YOUR OBJECTIVE >> Repeat word for word every line of the data below, from the first through the line containing "transitions for a server.", and stop there.

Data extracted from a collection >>
--------

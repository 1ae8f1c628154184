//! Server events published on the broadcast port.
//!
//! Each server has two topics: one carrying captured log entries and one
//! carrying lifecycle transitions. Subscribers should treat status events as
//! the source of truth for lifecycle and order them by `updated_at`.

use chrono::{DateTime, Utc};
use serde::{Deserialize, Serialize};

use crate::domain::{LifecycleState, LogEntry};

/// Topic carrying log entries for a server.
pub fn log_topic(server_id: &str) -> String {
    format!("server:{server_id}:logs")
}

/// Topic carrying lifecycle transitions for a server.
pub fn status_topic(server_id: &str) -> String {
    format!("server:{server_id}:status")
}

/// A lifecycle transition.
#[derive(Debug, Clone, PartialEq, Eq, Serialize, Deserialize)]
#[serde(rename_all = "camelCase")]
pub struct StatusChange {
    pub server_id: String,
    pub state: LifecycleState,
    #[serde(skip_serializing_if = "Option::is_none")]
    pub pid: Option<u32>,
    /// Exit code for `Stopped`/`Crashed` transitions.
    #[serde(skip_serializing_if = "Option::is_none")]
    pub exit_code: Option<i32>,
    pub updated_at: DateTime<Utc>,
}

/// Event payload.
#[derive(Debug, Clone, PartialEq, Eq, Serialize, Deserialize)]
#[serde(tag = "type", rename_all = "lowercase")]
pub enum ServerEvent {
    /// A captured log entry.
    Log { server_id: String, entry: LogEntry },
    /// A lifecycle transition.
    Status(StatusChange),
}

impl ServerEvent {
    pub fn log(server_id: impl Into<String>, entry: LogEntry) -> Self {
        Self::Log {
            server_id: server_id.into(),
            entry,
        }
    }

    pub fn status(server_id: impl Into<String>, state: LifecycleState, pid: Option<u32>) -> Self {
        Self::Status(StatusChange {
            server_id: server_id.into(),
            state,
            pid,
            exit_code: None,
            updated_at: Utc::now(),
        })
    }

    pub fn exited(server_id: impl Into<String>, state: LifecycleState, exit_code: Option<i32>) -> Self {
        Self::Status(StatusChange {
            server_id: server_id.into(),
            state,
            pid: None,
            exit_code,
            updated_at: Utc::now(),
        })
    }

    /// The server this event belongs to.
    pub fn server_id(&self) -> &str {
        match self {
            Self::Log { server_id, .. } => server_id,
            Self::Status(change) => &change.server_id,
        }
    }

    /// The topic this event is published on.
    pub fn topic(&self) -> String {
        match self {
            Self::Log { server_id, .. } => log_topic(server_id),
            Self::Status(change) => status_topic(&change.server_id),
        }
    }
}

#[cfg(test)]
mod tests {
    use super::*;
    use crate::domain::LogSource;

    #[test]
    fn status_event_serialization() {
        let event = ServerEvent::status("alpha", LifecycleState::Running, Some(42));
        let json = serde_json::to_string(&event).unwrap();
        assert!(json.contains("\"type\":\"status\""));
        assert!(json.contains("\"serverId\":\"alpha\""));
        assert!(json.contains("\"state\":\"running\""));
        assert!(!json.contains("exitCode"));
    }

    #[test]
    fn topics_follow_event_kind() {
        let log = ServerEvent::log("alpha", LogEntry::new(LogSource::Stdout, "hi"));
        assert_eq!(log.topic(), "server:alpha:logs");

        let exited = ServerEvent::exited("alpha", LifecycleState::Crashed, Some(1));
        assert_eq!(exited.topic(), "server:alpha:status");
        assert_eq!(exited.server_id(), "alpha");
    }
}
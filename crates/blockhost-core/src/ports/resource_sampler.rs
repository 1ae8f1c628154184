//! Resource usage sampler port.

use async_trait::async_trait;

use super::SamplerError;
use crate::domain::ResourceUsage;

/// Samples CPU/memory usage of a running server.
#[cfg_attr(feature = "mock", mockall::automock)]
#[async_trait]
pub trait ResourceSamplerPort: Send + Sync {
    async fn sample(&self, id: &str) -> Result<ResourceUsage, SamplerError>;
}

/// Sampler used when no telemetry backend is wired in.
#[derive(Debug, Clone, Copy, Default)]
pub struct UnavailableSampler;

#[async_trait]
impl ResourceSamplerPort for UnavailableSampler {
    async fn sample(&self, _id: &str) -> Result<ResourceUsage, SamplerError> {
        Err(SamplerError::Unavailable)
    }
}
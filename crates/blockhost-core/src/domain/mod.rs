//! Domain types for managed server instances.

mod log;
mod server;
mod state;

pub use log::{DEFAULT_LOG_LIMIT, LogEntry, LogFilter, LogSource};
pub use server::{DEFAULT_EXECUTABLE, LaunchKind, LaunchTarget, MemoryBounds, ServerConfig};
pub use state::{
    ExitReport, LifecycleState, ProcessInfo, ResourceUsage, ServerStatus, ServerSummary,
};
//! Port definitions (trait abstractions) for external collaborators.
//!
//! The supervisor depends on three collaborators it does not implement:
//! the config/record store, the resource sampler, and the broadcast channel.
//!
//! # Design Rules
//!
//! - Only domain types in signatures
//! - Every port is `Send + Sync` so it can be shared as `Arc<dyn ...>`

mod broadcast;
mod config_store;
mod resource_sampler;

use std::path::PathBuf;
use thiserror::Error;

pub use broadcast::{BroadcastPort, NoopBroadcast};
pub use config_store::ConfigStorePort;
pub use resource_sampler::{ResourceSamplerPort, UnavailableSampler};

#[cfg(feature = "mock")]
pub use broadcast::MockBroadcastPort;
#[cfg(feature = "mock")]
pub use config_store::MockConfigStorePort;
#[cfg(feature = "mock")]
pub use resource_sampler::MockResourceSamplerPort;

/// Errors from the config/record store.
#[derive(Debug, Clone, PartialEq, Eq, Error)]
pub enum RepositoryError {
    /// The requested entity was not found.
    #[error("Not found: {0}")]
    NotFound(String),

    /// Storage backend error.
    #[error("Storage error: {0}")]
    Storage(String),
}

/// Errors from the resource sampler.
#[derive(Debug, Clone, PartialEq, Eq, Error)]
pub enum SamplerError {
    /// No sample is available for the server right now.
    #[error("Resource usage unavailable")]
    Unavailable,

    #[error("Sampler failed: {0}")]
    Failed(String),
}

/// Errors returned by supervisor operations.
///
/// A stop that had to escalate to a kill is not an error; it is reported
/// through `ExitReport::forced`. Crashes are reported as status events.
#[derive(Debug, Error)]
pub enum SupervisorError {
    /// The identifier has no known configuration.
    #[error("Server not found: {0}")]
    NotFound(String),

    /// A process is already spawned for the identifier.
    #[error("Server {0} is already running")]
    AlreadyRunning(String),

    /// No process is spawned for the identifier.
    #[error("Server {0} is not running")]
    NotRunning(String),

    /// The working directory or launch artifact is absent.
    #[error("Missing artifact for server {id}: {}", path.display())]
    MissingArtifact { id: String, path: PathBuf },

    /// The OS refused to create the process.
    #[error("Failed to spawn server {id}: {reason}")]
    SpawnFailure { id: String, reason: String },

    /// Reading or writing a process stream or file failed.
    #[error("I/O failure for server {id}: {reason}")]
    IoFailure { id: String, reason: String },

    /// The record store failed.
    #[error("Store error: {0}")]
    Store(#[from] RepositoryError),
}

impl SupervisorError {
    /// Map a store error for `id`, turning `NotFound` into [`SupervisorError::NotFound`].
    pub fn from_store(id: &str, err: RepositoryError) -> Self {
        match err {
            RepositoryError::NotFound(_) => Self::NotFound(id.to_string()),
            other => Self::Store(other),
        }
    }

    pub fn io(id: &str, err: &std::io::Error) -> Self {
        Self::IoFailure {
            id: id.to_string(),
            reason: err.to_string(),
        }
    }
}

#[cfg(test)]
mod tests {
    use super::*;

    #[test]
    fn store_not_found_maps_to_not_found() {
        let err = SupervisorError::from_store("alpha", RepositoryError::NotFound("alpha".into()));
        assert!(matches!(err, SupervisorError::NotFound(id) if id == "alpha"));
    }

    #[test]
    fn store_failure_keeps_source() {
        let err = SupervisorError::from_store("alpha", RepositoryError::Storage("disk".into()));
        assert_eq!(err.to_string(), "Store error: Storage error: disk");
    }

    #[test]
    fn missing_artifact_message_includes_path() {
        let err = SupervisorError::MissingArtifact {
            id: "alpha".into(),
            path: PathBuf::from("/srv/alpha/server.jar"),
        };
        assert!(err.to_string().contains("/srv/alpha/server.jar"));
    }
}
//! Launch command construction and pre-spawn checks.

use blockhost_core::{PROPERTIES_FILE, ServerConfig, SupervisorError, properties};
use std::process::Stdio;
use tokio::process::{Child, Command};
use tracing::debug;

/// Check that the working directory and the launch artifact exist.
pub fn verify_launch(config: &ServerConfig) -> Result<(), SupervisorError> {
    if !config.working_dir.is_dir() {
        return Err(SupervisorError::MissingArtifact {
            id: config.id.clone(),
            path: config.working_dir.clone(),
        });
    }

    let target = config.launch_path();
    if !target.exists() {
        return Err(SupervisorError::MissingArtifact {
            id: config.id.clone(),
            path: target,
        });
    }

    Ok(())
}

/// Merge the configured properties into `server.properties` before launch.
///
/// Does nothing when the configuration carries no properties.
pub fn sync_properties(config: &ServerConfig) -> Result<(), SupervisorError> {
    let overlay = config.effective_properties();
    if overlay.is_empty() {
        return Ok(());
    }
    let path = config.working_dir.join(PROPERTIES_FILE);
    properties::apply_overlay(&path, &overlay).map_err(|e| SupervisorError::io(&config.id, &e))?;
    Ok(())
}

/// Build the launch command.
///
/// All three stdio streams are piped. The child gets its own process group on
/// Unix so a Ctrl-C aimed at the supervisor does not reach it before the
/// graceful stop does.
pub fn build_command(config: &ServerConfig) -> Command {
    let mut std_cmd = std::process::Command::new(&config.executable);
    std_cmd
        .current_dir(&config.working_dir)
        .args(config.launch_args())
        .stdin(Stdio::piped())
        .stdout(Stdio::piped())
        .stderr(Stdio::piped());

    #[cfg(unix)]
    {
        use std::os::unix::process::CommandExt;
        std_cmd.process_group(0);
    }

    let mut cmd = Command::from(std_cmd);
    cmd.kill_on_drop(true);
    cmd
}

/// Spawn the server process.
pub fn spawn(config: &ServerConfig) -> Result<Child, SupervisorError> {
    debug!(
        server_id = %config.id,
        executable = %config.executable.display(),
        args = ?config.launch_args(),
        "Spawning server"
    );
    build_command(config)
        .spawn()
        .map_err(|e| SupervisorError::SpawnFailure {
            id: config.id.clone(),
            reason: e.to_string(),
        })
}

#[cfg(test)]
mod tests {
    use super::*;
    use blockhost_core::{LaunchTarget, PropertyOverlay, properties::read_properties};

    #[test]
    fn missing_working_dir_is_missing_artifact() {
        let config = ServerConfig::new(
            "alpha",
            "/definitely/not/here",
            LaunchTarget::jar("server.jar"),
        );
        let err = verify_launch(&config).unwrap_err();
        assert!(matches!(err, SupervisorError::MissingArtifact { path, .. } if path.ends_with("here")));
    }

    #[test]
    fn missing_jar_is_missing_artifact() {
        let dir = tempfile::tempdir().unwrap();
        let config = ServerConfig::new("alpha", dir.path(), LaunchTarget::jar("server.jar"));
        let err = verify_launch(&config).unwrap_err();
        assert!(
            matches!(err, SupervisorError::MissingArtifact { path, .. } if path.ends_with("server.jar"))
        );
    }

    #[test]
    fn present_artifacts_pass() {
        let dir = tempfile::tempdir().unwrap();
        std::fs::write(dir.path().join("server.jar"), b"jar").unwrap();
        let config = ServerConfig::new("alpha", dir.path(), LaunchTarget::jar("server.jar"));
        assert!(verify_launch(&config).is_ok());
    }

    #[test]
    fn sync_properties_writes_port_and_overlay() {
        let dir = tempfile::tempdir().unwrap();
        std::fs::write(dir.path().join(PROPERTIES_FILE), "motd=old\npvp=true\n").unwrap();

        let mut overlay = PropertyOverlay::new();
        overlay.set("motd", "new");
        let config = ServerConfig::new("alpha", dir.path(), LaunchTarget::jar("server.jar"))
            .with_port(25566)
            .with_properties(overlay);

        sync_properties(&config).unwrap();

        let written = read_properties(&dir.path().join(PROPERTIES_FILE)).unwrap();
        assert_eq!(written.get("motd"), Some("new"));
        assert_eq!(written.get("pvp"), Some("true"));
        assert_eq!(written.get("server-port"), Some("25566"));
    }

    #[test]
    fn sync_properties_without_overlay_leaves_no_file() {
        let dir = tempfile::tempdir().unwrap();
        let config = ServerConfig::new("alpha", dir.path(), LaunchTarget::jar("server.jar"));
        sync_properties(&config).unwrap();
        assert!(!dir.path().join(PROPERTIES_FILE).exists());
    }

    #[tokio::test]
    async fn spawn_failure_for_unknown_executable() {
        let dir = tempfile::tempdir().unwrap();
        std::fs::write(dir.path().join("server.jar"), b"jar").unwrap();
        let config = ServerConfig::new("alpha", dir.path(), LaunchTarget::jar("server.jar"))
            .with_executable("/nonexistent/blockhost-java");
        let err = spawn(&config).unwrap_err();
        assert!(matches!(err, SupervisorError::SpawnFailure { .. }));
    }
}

--------

REPLY TO THE EXERCISE >>
repository 1ae8f1c628154184
//! Server events published on the broadcast port.
//!
//! Each server has two topics: one carrying captured log entries and one
//! carrying lifecycle transitions. Subscribers should treat status events as
//! the source of truth for lifecycle and order them by `updated_at`.

use chrono::{DateTime, Utc};
use serde::{Deserialize, Serialize};

use crate::domain::{LifecycleState, LogEntry};

/// Topic carrying log entries for a server.
pub fn log_topic(server_id: &str) -> String {
    format!("server:{server_id}:logs")
}

/// Topic carrying lifecycle transitions for a server.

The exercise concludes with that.